Enterprise systems design and development has been turned on its head, thanks to the rise in mobile applications. Instead of being just another external client, mobile apps are pushing companies to rethink the way they design and roll-out their internal applications, says Richard Firth, serial entrepreneur and CEO of MIP Holdings. He says he sees a huge shift in how companies are approaching their systems development because of pressure from apps.
“Customers today want apps for browsing products and services from you, buying them or communicating with your organisation,” says Firth. “So that means having a strategy for implementation. Most companies today are building their own apps because that allows them more control over how an app integrates with their own internal systems. But apps are not just additional clients that connect to the core systems: they are having a disproportionate influence on how the core systems themselves are designed and implemented.”
Firth sees a number of disruptive influences from mobile apps.
“Firstly, there is the question of scalability and availability. Users are used to always-on, highly available services from social media apps and high traffic Web destinations. An organisation looking at a mobile application needs to make sure that incoming requests are serviced properly at the edge, and then ensure the back-end can cope with the volume of requests. And this all has to work from the get-go, otherwise customers will simply go elsewhere. So the public-facing resources must be able to cope and the internal architecture must be able to accommodate it as well.”

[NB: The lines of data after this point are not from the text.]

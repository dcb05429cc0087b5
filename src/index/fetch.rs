// src/index/fetch.rs

//! Content-addressed download cache for source archives
//!
//! Entries are keyed by the archive's canonical filename. Readers only ever
//! see complete files: downloads land in a temporary file in the cache
//! directory and are published with an exclusive create, so two workers
//! fetching the same archive cannot leave a partial file behind.

use super::client::ChannelClient;
use super::{ArtifactFetcher, Candidate};
use crate::error::{Error, Result};
use crate::filesystem::path::sanitize_filename;
use crate::hash;
use indicatif::{ProgressBar, ProgressStyle};
use std::fs;
use std::io::Write;
use std::path::{Path, PathBuf};
use tempfile::NamedTempFile;
use tracing::{debug, info, warn};
use url::Url;

/// [`ArtifactFetcher`] with an on-disk cache
pub struct CachedFetcher {
    client: ChannelClient,
    cache_dir: PathBuf,
    show_progress: bool,
}

impl CachedFetcher {
    pub fn new(client: ChannelClient, cache_dir: impl Into<PathBuf>) -> Self {
        Self {
            client,
            cache_dir: cache_dir.into(),
            show_progress: false,
        }
    }

    /// Show a progress bar per download
    pub fn with_progress(mut self, show: bool) -> Self {
        self.show_progress = show;
        self
    }

    pub fn cache_dir(&self) -> &Path {
        &self.cache_dir
    }

    fn progress_bar(&self, name: &str) -> Option<ProgressBar> {
        if !self.show_progress {
            return None;
        }
        let pb = ProgressBar::new(0);
        let style = ProgressStyle::default_bar()
            .template("{spinner:.green} [{elapsed_precise}] [{bar:30.cyan/blue}] {bytes}/{total_bytes} ({bytes_per_sec}) {msg}")
            .map(|s| s.progress_chars("#>-"))
            .unwrap_or_else(|_| ProgressStyle::default_bar());
        pb.set_style(style);
        pb.set_message(name.to_string());
        Some(pb)
    }

    fn download(&self, candidate: &Candidate, dest: &Path) -> Result<()> {
        fs::create_dir_all(&self.cache_dir).map_err(|e| {
            Error::write(format!("Failed to create cache {}", self.cache_dir.display()), e)
        })?;

        let mut tmp = NamedTempFile::new_in(&self.cache_dir)
            .map_err(|e| Error::write("Failed to create download file", e))?;

        info!("Downloading {}", candidate.url);
        let pb = self.progress_bar(&candidate.filename);
        let result = self.client.download_to(&candidate.url, &mut tmp, pb.as_ref());
        if let Some(pb) = pb {
            pb.finish_and_clear();
        }
        let bytes = result?;
        tmp.flush()
            .map_err(|e| Error::write("Failed to flush download", e))?;

        if let Some(expected) = &candidate.sha256 {
            // The temporary file is removed on drop if verification fails
            verify_sha256(tmp.path(), &candidate.filename, expected)?;
        }

        match tmp.persist_noclobber(dest) {
            Ok(_) => {
                debug!("Cached {} ({} bytes)", dest.display(), bytes);
                Ok(())
            }
            // Another worker published the same archive first
            Err(_) if dest.is_file() => {
                debug!("{} was cached concurrently", dest.display());
                Ok(())
            }
            Err(e) => Err(Error::write(
                format!("Failed to publish {}", dest.display()),
                e.error,
            )),
        }
    }
}

impl ArtifactFetcher for CachedFetcher {
    fn fetch(&self, candidate: &Candidate) -> Result<PathBuf> {
        if let Some(local) = local_path(&candidate.url) {
            if !local.is_file() {
                return Err(Error::ArtifactNotFound(local.display().to_string()));
            }
            return Ok(local);
        }

        let filename = sanitize_filename(&candidate.filename)?;
        let dest = self.cache_dir.join(&filename);

        if dest.is_file() {
            match &candidate.sha256 {
                Some(expected) => match verify_sha256(&dest, &filename, expected) {
                    Ok(()) => return Ok(dest),
                    Err(e) => {
                        warn!("Discarding cached {}: {}", filename, e);
                        let _ = fs::remove_file(&dest);
                    }
                },
                None => {
                    debug!("Cache hit for {}", filename);
                    return Ok(dest);
                }
            }
        }

        self.download(candidate, &dest)?;
        Ok(dest)
    }
}

/// Local filesystem path for `file://` URLs and plain paths
fn local_path(location: &str) -> Option<PathBuf> {
    match Url::parse(location) {
        Ok(url) if url.scheme() == "file" => url.to_file_path().ok(),
        Ok(url) if url.scheme() == "http" || url.scheme() == "https" => None,
        _ => Some(PathBuf::from(location)),
    }
}

fn verify_sha256(path: &Path, name: &str, expected: &str) -> Result<()> {
    let actual = hash::sha256_file(path)?;
    if !actual.eq_ignore_ascii_case(expected) {
        return Err(Error::ChecksumMismatch {
            path: name.to_string(),
            expected: expected.to_string(),
            actual,
        });
    }
    debug!("Checksum verified for {}", name);
    Ok(())
}
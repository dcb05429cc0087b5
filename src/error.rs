// src/error.rs

//! Error types for condawheel
//!
//! One error enum covers the whole conversion engine. Whether an error
//! aborts a dependency tree or only the node it happened on is decided by
//! [`Error::is_tree_fatal`].

use thiserror::Error;

/// Result type used throughout the crate
pub type Result<T> = std::result::Result<T, Error>;

/// Errors raised while reading, converting, resolving or writing artifacts
#[derive(Error, Debug)]
pub enum Error {
    /// Extension and signature do not match any supported source format
    #[error("Unsupported archive format: {0}")]
    UnsupportedArchiveFormat(String),

    /// The archive was recognised but could not be extracted
    #[error("Corrupt archive '{path}': {reason}")]
    CorruptArchive { path: String, reason: String },

    /// The package metadata file is absent or unparsable
    #[error("Missing or invalid package metadata in '{path}': {reason}")]
    MissingMetadata { path: String, reason: String },

    /// The binary rewrite collaborator could not update a search path
    #[error("Failed to relink '{path}': {reason}")]
    RelinkFailed { path: String, reason: String },

    /// No package matched the requested reference on any allowed subdir
    #[error("Artifact not found: {0}")]
    ArtifactNotFound(String),

    /// Local filesystem failure while producing output
    #[error("Write error: {0}")]
    WriteError(String),

    /// Fetching a remote artifact or index failed
    #[error("Download error: {0}")]
    DownloadError(String),

    /// Downloaded content does not match the advertised digest
    #[error("Checksum mismatch for {path}: expected {expected}, got {actual}")]
    ChecksumMismatch {
        path: String,
        expected: String,
        actual: String,
    },

    /// A required external tool is not on PATH
    #[error("Required tool not found: {0}")]
    ToolNotFound(String),

    /// Configuration could not be loaded or is inconsistent
    #[error("Configuration error: {0}")]
    ConfigError(String),

    /// A dependency name has no verified counterpart in the target index
    #[error("Dependency '{0}' does not exist in the target index")]
    UntranslatedDependency(String),

    /// An archive entry tried to escape its extraction root
    #[error("Path traversal attempt: {0}")]
    PathTraversal(String),

    /// Path is empty or otherwise unusable
    #[error("Invalid path: {0}")]
    InvalidPath(String),

    #[error("I/O error: {0}")]
    Io(#[from] std::io::Error),
}

impl Error {
    /// Whether this error must abort the whole tree even when it happens
    /// on a non-root dependency.
    ///
    /// Data problems (bad archive, missing package, relink failure) stay
    /// local to their node. Local environment problems do not.
    pub fn is_tree_fatal(&self) -> bool {
        matches!(self, Self::WriteError(_) | Self::Io(_))
    }

    /// Build a [`Error::WriteError`] from any displayable cause
    pub fn write(context: impl std::fmt::Display, cause: impl std::fmt::Display) -> Self {
        Self::WriteError(format!("{}: {}", context, cause))
    }
}
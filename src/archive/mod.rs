// src/archive/mod.rs

//! Source archive reading
//!
//! Opens a conda package (an unpacked directory, `.tar`, `.tar.gz`,
//! `.tar.bz2`, `.zip` or `.conda`) and normalises it into one
//! [`ArtifactInfo`]: package metadata plus a manifest that tags every file
//! with a [`FileRole`]. Roles are assigned here once and never reinterpreted
//! downstream.

mod metadata;
mod reader;

pub use metadata::{PackageMetadata, parse_entry_point};
pub use reader::{open_archive, read_manifest};

use crate::artifact::ArtifactReference;
use crate::error::{Error, Result};
use std::collections::BTreeMap;
use std::fs::File;
use std::io::Read;
use std::path::{Path, PathBuf};
use tempfile::TempDir;

/// Package metadata file every conda archive carries
pub const INDEX_JSON: &str = "info/index.json";

/// Supported source archive formats
#[derive(Debug, Clone, Copy, PartialEq, Eq)]
pub enum ArchiveFormat {
    /// An already unpacked package directory
    Directory,
    /// Uncompressed tar
    Tar,
    /// Gzip compressed tar (.tar.gz, .tgz)
    TarGz,
    /// Bzip2 compressed tar (.tar.bz2), the classic conda format
    TarBz2,
    /// Plain zip
    Zip,
    /// Zip wrapper holding zstd compressed `info-` and `pkg-` tarballs
    Conda,
}

impl ArchiveFormat {
    /// Detect the format of `path` from its extension
    pub fn from_extension(path: &str) -> Option<Self> {
        let lower = path.to_ascii_lowercase();
        if lower.ends_with(".tar.bz2") || lower.ends_with(".tbz2") {
            Some(Self::TarBz2)
        } else if lower.ends_with(".tar.gz") || lower.ends_with(".tgz") {
            Some(Self::TarGz)
        } else if lower.ends_with(".tar") {
            Some(Self::Tar)
        } else if lower.ends_with(".conda") {
            Some(Self::Conda)
        } else if lower.ends_with(".zip") {
            Some(Self::Zip)
        } else {
            None
        }
    }

    /// Detect the format from the first bytes of the file
    ///
    /// Magic bytes:
    /// - Gzip: `1f 8b`
    /// - Bzip2: `BZh`
    /// - Zip: `PK 03 04`
    /// - Tar: `ustar` at offset 257
    pub fn from_magic_bytes(data: &[u8]) -> Option<Self> {
        if data.starts_with(&[0x1f, 0x8b]) {
            Some(Self::TarGz)
        } else if data.starts_with(b"BZh") {
            Some(Self::TarBz2)
        } else if data.starts_with(b"PK\x03\x04") {
            Some(Self::Zip)
        } else if data.len() >= 262 && &data[257..262] == b"ustar" {
            Some(Self::Tar)
        } else {
            None
        }
    }

    /// Detect the format of a path on disk
    ///
    /// Directories are recognised first, then the extension, then the file
    /// signature. A known extension whose signature disagrees is rejected.
    pub fn detect(path: &Path) -> Result<Self> {
        if path.is_dir() {
            return Ok(Self::Directory);
        }

        let display = path.display().to_string();
        let mut file = File::open(path)
            .map_err(|e| Error::UnsupportedArchiveFormat(format!("{}: {}", display, e)))?;
        let mut header = Vec::with_capacity(512);
        file.by_ref()
            .take(512)
            .read_to_end(&mut header)
            .map_err(|e| Error::UnsupportedArchiveFormat(format!("{}: {}", display, e)))?;

        let by_magic = Self::from_magic_bytes(&header);
        match (Self::from_extension(&display), by_magic) {
            (Some(Self::Conda), Some(Self::Zip)) => Ok(Self::Conda),
            (Some(ext), Some(magic)) if ext == magic => Ok(ext),
            // Tar has no magic in old v7 headers
            (Some(Self::Tar), None) => Ok(Self::Tar),
            (Some(ext), Some(magic)) => Err(Error::UnsupportedArchiveFormat(format!(
                "{}: extension says {} but contents look like {}",
                display,
                ext.name(),
                magic.name()
            ))),
            (None, Some(magic)) => Ok(magic),
            (_, None) => Err(Error::UnsupportedArchiveFormat(display)),
        }
    }

    /// Human-readable name
    pub fn name(&self) -> &'static str {
        match self {
            Self::Directory => "directory",
            Self::Tar => "tar",
            Self::TarGz => "tar.gz",
            Self::TarBz2 => "tar.bz2",
            Self::Zip => "zip",
            Self::Conda => "conda",
        }
    }
}

impl std::fmt::Display for ArchiveFormat {
    fn fmt(&self, f: &mut std::fmt::Formatter<'_>) -> std::fmt::Result {
        write!(f, "{}", self.name())
    }
}

/// Role of a file in the source layout
#[derive(Debug, Clone, Copy, PartialEq, Eq, Hash, PartialOrd, Ord)]
pub enum FileRole {
    /// Shared library or native extension module
    Library,
    /// Executable script or program under `bin/`
    Script,
    /// Anything else shipped with the package
    Data,
    /// Package metadata under `info/`
    Metadata,
}

impl FileRole {
    /// Assign a role from a `/`-separated layout path
    pub fn classify(path: &str) -> Self {
        if path.starts_with("info/") {
            return Self::Metadata;
        }
        if ["bin/", "Scripts/", "python-scripts/"]
            .iter()
            .any(|prefix| path.starts_with(prefix))
        {
            return Self::Script;
        }
        let file_name = path.rsplit('/').next().unwrap_or(path);
        if is_library_name(file_name) {
            return Self::Library;
        }
        Self::Data
    }
}

/// Whether a file name looks like a shared library
fn is_library_name(name: &str) -> bool {
    let lower = name.to_ascii_lowercase();
    lower.ends_with(".so")
        || lower.contains(".so.")
        || lower.ends_with(".dylib")
        || lower.ends_with(".dll")
        || lower.ends_with(".pyd")
}

/// What a manifest entry is on disk
#[derive(Debug, Clone, PartialEq, Eq)]
pub enum EntryKind {
    Regular,
    /// Symbolic link with its raw target
    Symlink { target: String },
}

/// One file of the source layout
#[derive(Debug, Clone, PartialEq, Eq)]
pub struct ManifestEntry {
    pub role: FileRole,
    /// POSIX permission bits (`0o7777` mask)
    pub mode: u32,
    pub kind: EntryKind,
    /// Size in bytes of the file, or of the link's target
    pub size: u64,
}

impl ManifestEntry {
    pub fn is_symlink(&self) -> bool {
        matches!(self.kind, EntryKind::Symlink { .. })
    }
}

/// Layout path (`/`-separated, relative) to entry, ordered by path
pub type Manifest = BTreeMap<String, ManifestEntry>;

/// Parsed description of one source archive
#[derive(Debug, Clone)]
pub struct ArtifactInfo {
    pub name: String,
    pub version: String,
    pub build: String,
    pub build_number: u64,
    /// Platform subdir the package was built for
    pub subdir: String,
    /// `noarch` kind (`python` or `generic`) for platform independent packages
    pub noarch: Option<String>,
    /// Run-time dependency names in declaration order, untranslated
    pub run_depends: Vec<String>,
    /// Build and host dependency names from the rendered recipe
    pub build_depends: Vec<String>,
    /// License file layout paths
    pub license_files: Vec<String>,
    /// Console scripts: name → `module:function`
    pub entry_points: BTreeMap<String, String>,
    pub summary: Option<String>,
    pub license: Option<String>,
    pub home: Option<String>,
    pub manifest: Manifest,
}

impl ArtifactInfo {
    /// Reference for this package as found on `channel`
    pub fn reference(&self, channel: &str) -> ArtifactReference {
        ArtifactReference::new(channel, &self.subdir, &self.name, &self.version, &self.build)
    }

    pub fn is_noarch(&self) -> bool {
        self.noarch.is_some() || self.subdir == crate::config::NOARCH_SUBDIR
    }

    /// Manifest entries with the given role
    pub fn files_with_role(&self, role: FileRole) -> impl Iterator<Item = (&String, &ManifestEntry)> {
        self.manifest.iter().filter(move |(_, e)| e.role == role)
    }
}

/// An opened source archive and its working directory
///
/// Dropping this removes the extraction directory. Directory sources are
/// read in place and never modified.
#[derive(Debug)]
pub struct ExtractedArtifact {
    pub info: ArtifactInfo,
    pub format: ArchiveFormat,
    root: PathBuf,
    workdir: Option<TempDir>,
}

impl ExtractedArtifact {
    pub(crate) fn new(
        info: ArtifactInfo,
        format: ArchiveFormat,
        root: PathBuf,
        workdir: Option<TempDir>,
    ) -> Self {
        Self {
            info,
            format,
            root,
            workdir,
        }
    }

    /// Root of the unpacked package
    pub fn root(&self) -> &Path {
        &self.root
    }

    /// Absolute path of a layout path
    pub fn path_of(&self, layout_path: &str) -> PathBuf {
        self.root.join(layout_path)
    }

    /// Remove the extraction directory now instead of on drop
    pub fn release(mut self) -> Result<()> {
        if let Some(dir) = self.workdir.take() {
            dir.close()?;
        }
        Ok(())
    }
}
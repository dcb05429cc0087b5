// tests/resolver.rs

//! Dependency tree resolution against a local channel

mod common;

use common::{CountingFetcher, FakeRelinker, LocalIndex, PackageBuilder, elf};
use condawheel::artifact::ArtifactSpec;
use condawheel::config::ResolutionConfig;
use condawheel::convert::Converter;
use condawheel::index::{ArtifactFetcher, Candidate};
use condawheel::resolver::{NodeState, Resolver, Source};
use condawheel::translate::StaticPresence;
use condawheel::Error;
use std::path::PathBuf;

fn config() -> ResolutionConfig {
    ResolutionConfig::new().with_subdirs(["linux-64"]).with_jobs(4)
}

fn spec(name: &str) -> Source {
    Source::Spec(ArtifactSpec::name_only(name))
}

fn data_package(name: &str, depends: &[&str]) -> PackageBuilder {
    PackageBuilder::new(name, "1.0")
        .depends(depends)
        .file(
            &format!("lib/python3.12/site-packages/{}/__init__.py", name),
            name.as_bytes(),
            0o644,
        )
}

#[test]
fn test_cycle_converts_each_once() {
    let mut index = LocalIndex::new();
    let x = index.add(&data_package("x", &["y"]));
    let y = index.add(&data_package("y", &["x"]));
    let fetcher = CountingFetcher::default();
    let relinker = FakeRelinker::default();
    let presence = StaticPresence::default();
    let config = config();

    let resolver =
        Resolver::new(Converter::new(&config, &relinker, &presence), &index, &fetcher).unwrap();
    let tree = resolver.resolve(&[spec("x")]).unwrap();

    assert!(matches!(tree.get(&x.canonical()).unwrap().state, NodeState::Done(_)));
    assert!(matches!(tree.get(&y.canonical()).unwrap().state, NodeState::Done(_)));
    assert_eq!(fetcher.count("x-1.0-0.tar.bz2"), 1);
    assert_eq!(fetcher.count("y-1.0-0.tar.bz2"), 1);
    assert!(tree.detect_cycle().is_some());
    assert!(tree.failures().is_empty());

    // Dependencies come first; the cycle's back edge is skipped
    assert_eq!(
        tree.post_order(tree.roots()),
        vec![y.canonical(), x.canonical()]
    );
    tree.release().unwrap();
}

#[test]
fn test_missing_dependency_is_dropped() {
    let mut index = LocalIndex::new();
    let app = index.add(&data_package("app", &["present", "absent"]));
    let present = index.add(&data_package("present", &[]));
    let fetcher = CountingFetcher::default();
    let relinker = FakeRelinker::default();
    let presence = StaticPresence::default();
    let config = config();

    let resolver =
        Resolver::new(Converter::new(&config, &relinker, &presence), &index, &fetcher).unwrap();
    let tree = resolver.resolve(&[spec("app")]).unwrap();

    assert!(tree.artifact(&app.canonical()).is_some());
    assert!(tree.artifact(&present.canonical()).is_some());
    assert_eq!(tree.dependencies(&app.canonical()), [present.canonical()]);

    assert_eq!(tree.failures().len(), 1);
    assert_eq!(tree.failures()[0].subject, "absent");
    assert!(tree.failures()[0].reason.contains("absent"));

    // The root still declares what it could not bundle
    let root = tree.root().unwrap();
    assert_eq!(root.dependencies, vec!["present", "absent"]);
    tree.release().unwrap();
}

#[test]
fn test_missing_root_fails() {
    let index = LocalIndex::new();
    let fetcher = CountingFetcher::default();
    let relinker = FakeRelinker::default();
    let presence = StaticPresence::default();
    let config = config();

    let resolver =
        Resolver::new(Converter::new(&config, &relinker, &presence), &index, &fetcher).unwrap();
    let err = resolver.resolve(&[spec("nowhere")]).unwrap_err();

    assert!(matches!(err, Error::ArtifactNotFound(_)));
    assert!(err.to_string().contains("linux-64, noarch"));
}

#[test]
fn test_diamond_converts_shared_dependency_once() {
    let mut index = LocalIndex::new();
    let top = index.add(&data_package("top", &["left", "right"]));
    let left = index.add(&data_package("left", &["base"]));
    let right = index.add(&data_package("right", &["base"]));
    let base = index.add(&data_package("base", &[]));
    let fetcher = CountingFetcher::default();
    let relinker = FakeRelinker::default();
    let presence = StaticPresence::default();
    let config = config();

    let resolver =
        Resolver::new(Converter::new(&config, &relinker, &presence), &index, &fetcher).unwrap();
    let tree = resolver.resolve(&[spec("top")]).unwrap();

    assert_eq!(fetcher.count("base-1.0-0.tar.bz2"), 1);
    assert_eq!(tree.dependencies(&left.canonical()), [base.canonical()]);
    assert_eq!(tree.dependencies(&right.canonical()), [base.canonical()]);
    assert!(tree.detect_cycle().is_none());

    let stats = tree.stats();
    assert_eq!(stats.completed, 4);
    assert_eq!(stats.total_references, 4);
    assert_eq!(stats.dependencies, 4);

    let order = tree.post_order(tree.roots());
    let position = |key: String| order.iter().position(|k| *k == key).unwrap();
    assert_eq!(order.len(), 4);
    assert!(position(base.canonical()) < position(left.canonical()));
    assert!(position(base.canonical()) < position(right.canonical()));
    assert_eq!(position(top.canonical()), 3);
    tree.release().unwrap();
}

#[test]
fn test_local_root_resolves_from_index() {
    let mut index = LocalIndex::new();
    let dep = index.add(&data_package("dep", &[]));
    let local = data_package("local", &["dep"]).build_dir();
    let fetcher = CountingFetcher::default();
    let relinker = FakeRelinker::default();
    let presence = StaticPresence::default();
    let config = config();

    let resolver =
        Resolver::new(Converter::new(&config, &relinker, &presence), &index, &fetcher).unwrap();
    let tree = resolver
        .resolve(&[Source::Local(local.path().to_path_buf())])
        .unwrap();

    assert_eq!(tree.roots(), ["noarch/local-1.0-0".to_string()]);
    assert_eq!(tree.dependencies("noarch/local-1.0-0"), [dep.canonical()]);
    assert_eq!(fetcher.count("local-1.0-0.tar.bz2"), 0);
    assert_eq!(fetcher.count("dep-1.0-0.tar.bz2"), 1);
    tree.release().unwrap();
}

#[test]
fn test_failed_dependency_conversion_is_dropped() {
    let mut index = LocalIndex::new();
    let app = index.add(&data_package("app", &["native"]));
    let native = index.add(
        &PackageBuilder::new("native", "1.0")
            .subdir("linux-64")
            .file("lib/libnative.so", &elf("native"), 0o755),
    );
    let fetcher = CountingFetcher::default();
    let relinker = FakeRelinker::failing_on("libnative.so");
    let presence = StaticPresence::default();
    let config = config();

    let resolver =
        Resolver::new(Converter::new(&config, &relinker, &presence), &index, &fetcher).unwrap();
    let tree = resolver.resolve(&[spec("app")]).unwrap();

    assert!(tree.artifact(&app.canonical()).is_some());
    assert!(matches!(
        tree.get(&native.canonical()).unwrap().state,
        NodeState::Failed(_)
    ));
    assert!(tree.dependencies(&app.canonical()).is_empty());
    assert_eq!(tree.failures().len(), 1);
    assert_eq!(tree.failures()[0].subject, "native");
    tree.release().unwrap();
}

#[test]
fn test_shared_dependency_failure_drops_every_edge() {
    let mut index = LocalIndex::new();
    let top = index.add(&data_package("top", &["left", "right"]));
    let left = index.add(&data_package("left", &["base"]));
    let right = index.add(&data_package("right", &["base"]));
    let base = index.add(
        &PackageBuilder::new("base", "1.0")
            .subdir("linux-64")
            .file("lib/libbase.so", &elf("base"), 0o755),
    );
    let fetcher = CountingFetcher::default();
    let relinker = FakeRelinker::failing_on("libbase.so");
    let presence = StaticPresence::default();
    let config = config();

    let resolver =
        Resolver::new(Converter::new(&config, &relinker, &presence), &index, &fetcher).unwrap();
    let tree = resolver.resolve(&[spec("top")]).unwrap();

    assert!(matches!(
        tree.get(&base.canonical()).unwrap().state,
        NodeState::Failed(_)
    ));
    assert!(tree.artifact(&left.canonical()).is_some());
    assert!(tree.artifact(&right.canonical()).is_some());
    assert_eq!(tree.dependencies(&top.canonical()).len(), 2);

    // Neither parent keeps an edge to the failed node, whichever claimed it
    assert!(tree.dependencies(&left.canonical()).is_empty());
    assert!(tree.dependencies(&right.canonical()).is_empty());
    assert!(tree.dependents(&base.canonical()).is_empty());

    assert_eq!(fetcher.count("base-1.0-0.tar.bz2"), 1);
    assert_eq!(tree.failures().len(), 1);
    assert_eq!(tree.failures()[0].subject, "base");
    tree.release().unwrap();
}

/// Fetcher whose disk fills up when `name` is downloaded
struct FullDiskFetcher {
    inner: CountingFetcher,
    name: &'static str,
}

impl ArtifactFetcher for FullDiskFetcher {
    fn fetch(&self, candidate: &Candidate) -> condawheel::Result<PathBuf> {
        if candidate.reference.name == self.name {
            return Err(Error::WriteError("No space left on device".into()));
        }
        self.inner.fetch(candidate)
    }
}

#[test]
fn test_tree_fatal_dependency_releases_parent() {
    let mut index = LocalIndex::new();
    index.add(&data_package("app", &["dep"]));
    index.add(&data_package("dep", &[]));
    let out = tempfile::tempdir().unwrap();
    let fetcher = FullDiskFetcher {
        inner: CountingFetcher::default(),
        name: "dep",
    };
    let relinker = FakeRelinker::default();
    let presence = StaticPresence::default();
    let config = config().with_output(out.path());

    let resolver =
        Resolver::new(Converter::new(&config, &relinker, &presence), &index, &fetcher).unwrap();
    let err = resolver.resolve(&[spec("app")]).unwrap_err();

    assert!(matches!(err, Error::WriteError(_)));
    assert_eq!(fetcher.inner.count("app-1.0-0.tar.bz2"), 1);
    // The parent's wheel was written, then removed on abort
    assert_eq!(std::fs::read_dir(out.path()).unwrap().count(), 0);
}

#[test]
fn test_added_dependencies_apply_to_root_only() {
    let mut index = LocalIndex::new();
    let app = index.add(&data_package("app", &[]));
    let extra = index.add(&data_package("extra", &[]));
    let fetcher = CountingFetcher::default();
    let relinker = FakeRelinker::default();
    let presence = StaticPresence::default();
    let config = config().with_add_deps(["extra"]);

    let resolver =
        Resolver::new(Converter::new(&config, &relinker, &presence), &index, &fetcher).unwrap();
    let tree = resolver.resolve(&[spec("app")]).unwrap();

    assert_eq!(tree.artifact(&app.canonical()).unwrap().dependencies, vec!["extra"]);
    assert!(tree.artifact(&extra.canonical()).unwrap().dependencies.is_empty());
    assert!(tree.detect_cycle().is_none());
    tree.release().unwrap();
}

#[test]
fn test_release_removes_scratch_wheels() {
    let mut index = LocalIndex::new();
    index.add(&data_package("app", &["dep"]));
    index.add(&data_package("dep", &[]));
    let fetcher = CountingFetcher::default();
    let relinker = FakeRelinker::default();
    let presence = StaticPresence::default();
    let config = config();

    let resolver =
        Resolver::new(Converter::new(&config, &relinker, &presence), &index, &fetcher).unwrap();
    let tree = resolver.resolve(&[spec("app")]).unwrap();

    let paths: Vec<_> = tree
        .artifacts()
        .map(|(_, artifact)| artifact.path().to_path_buf())
        .collect();
    assert_eq!(paths.len(), 2);
    assert!(paths.iter().all(|p| p.is_file()));

    tree.release().unwrap();
    assert!(paths.iter().all(|p| !p.exists()));
    tree.release().unwrap();
}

The other problem is that this new world is highly dynamic.
“Most organisations already plan for, and cope with, high-usage periods like the end of a month or quarter,” he says. “Now they need to be able to cope with arbitrary high traffic from mobile users as well as scaling back when things get quiet. It’s all very dynamic and imposes requirements on line of business applications that they simply weren’t written for. Many companies are looking to pre-empt this wave by exposing internal functions as an API that internal and external developers can use. But designing a good, usable API is hard, especially if it’s a layer over an application with a very specific function.”
As a result, companies are simplifying their internal applications as much as possible, moving from traditional enterprise development to simpler and more dynamic applications that can scale up and down as required. “For example, we used to design two screens for each function, one for internal employees or users and one for external customers,” says Firth. “This will now be blended into one easy-to-use screen. This reduces development time, reduces training internal and external users, increases agility and reduces issues of business logic differing in each environment, therefore improving quality.”
But this also puts pressure on internal development teams, he adds. “Management wants to know whether developing mobile apps is the best use of their time, and how exactly they should be preparing for new systems development. Then there is the question of skills. The new approach favours simplicity, dynamic scalability and Web-based architectures with on-demand back-ends. The world of apps is going to change everything we know about enterprise development,” Firth concludes.